→ **AIM OF THE EXERCISE**:
Return, from the data below, each line that contains the word "user".

Top of EXCERPTED RECORDS

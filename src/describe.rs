//! Short natural-language descriptions for memes.

use crate::domain::{ChatPrompt, TextGenerator};
use crate::models::normalize_subject;
use std::sync::Arc;
use tracing;

/// Returned whenever the text-generation service cannot produce a description.
pub const FALLBACK_DESCRIPTION: &str = "No description available.";

const SYSTEM_INSTRUCTION: &str =
    "You are a knowledgeable assistant that provides concise, accurate descriptions of internet memes.";
const MAX_OUTPUT_TOKENS: u32 = 150;
const TEMPERATURE: f32 = 0.7;

/// Wraps a `TextGenerator` and never fails: errors and blank completions
/// turn into `FALLBACK_DESCRIPTION`.
#[derive(Clone)]
pub struct DescriptionGenerator {
    generator: Arc<dyn TextGenerator>,
}

impl DescriptionGenerator {
    pub fn new(generator: Arc<dyn TextGenerator>) -> Self {
        Self { generator }
    }

    /// Builds the prompt for a raw meme identifier such as `Michael-Jackson-Popcorn`.
    pub fn prompt_for(raw_name: &str) -> ChatPrompt {
        let subject = normalize_subject(raw_name);
        ChatPrompt {
            system: SYSTEM_INSTRUCTION.to_string(),
            user: format!(
                "Write a brief, engaging 1-2 sentence description of the '{}' meme. \
                 Explain its typical usage and cultural significance. Keep it concise but informative.",
                subject
            ),
            max_tokens: MAX_OUTPUT_TOKENS,
            temperature: TEMPERATURE,
        }
    }

    pub async fn describe(&self, raw_name: &str) -> String {
        let prompt = Self::prompt_for(raw_name);
        match self.generator.complete(&prompt).await {
            Ok(text) if !text.trim().is_empty() => {
                let description = text.trim().to_string();
                tracing::info!(name = %raw_name, %description, "Generated description");
                description
            }
            Ok(_) => {
                tracing::warn!(name = %raw_name, "Blank description returned, using fallback");
                FALLBACK_DESCRIPTION.to_string()
            }
            Err(e) => {
                tracing::error!(name = %raw_name, error = %e, "Error getting description, using fallback");
                FALLBACK_DESCRIPTION.to_string()
            }
        }
    }
}

#[cfg(test)]
mod tests {
    use super::*;
    use crate::errors::GenerationError;
    use async_trait::async_trait;
    use std::sync::Mutex;

    struct Scripted {
        reply: Result<&'static str, u16>,
        seen: Mutex<Vec<ChatPrompt>>,
    }

    #[async_trait]
    impl TextGenerator for Scripted {
        async fn complete(&self, prompt: &ChatPrompt) -> Result<String, GenerationError> {
            self.seen.lock().unwrap().push(prompt.clone());
            self.reply
                .map(str::to_string)
                .map_err(|status| GenerationError::Status { status, body: "slow down".into() })
        }
    }

    fn generator(reply: Result<&'static str, u16>) -> (Arc<Scripted>, DescriptionGenerator) {
        let scripted = Arc::new(Scripted { reply, seen: Mutex::new(Vec::new()) });
        (scripted.clone(), DescriptionGenerator::new(scripted))
    }

    #[test]
    fn prompt_embeds_the_normalized_subject() {
        let prompt = DescriptionGenerator::prompt_for("Michael-Jackson-Popcorn");
        assert!(prompt.user.contains("'Michael Jackson Popcorn' meme"));
        assert_eq!(prompt.system, SYSTEM_INSTRUCTION);
        assert_eq!(prompt.max_tokens, 150);
    }

    #[tokio::test]
    async fn completion_is_trimmed() {
        let (scripted, describer) = generator(Ok("  A dog in awe.\n"));
        assert_eq!(describer.describe("doge").await, "A dog in awe.");
        assert_eq!(scripted.seen.lock().unwrap().len(), 1);
    }

    #[tokio::test]
    async fn service_failure_yields_fallback() {
        let (_, describer) = generator(Err(429));
        assert_eq!(describer.describe("doge").await, FALLBACK_DESCRIPTION);
    }

    #[tokio::test]
    async fn blank_completion_yields_fallback() {
        let (_, describer) = generator(Ok("   "));
        assert_eq!(describer.describe("doge").await, FALLBACK_DESCRIPTION);
    }
}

Bottom of EXCERPTED RECORDS

→ **SOLUTION FOR THIS EXERCISE**:
            user: format!(
        assert!(prompt.user.contains("'Michael Jackson Popcorn' meme"));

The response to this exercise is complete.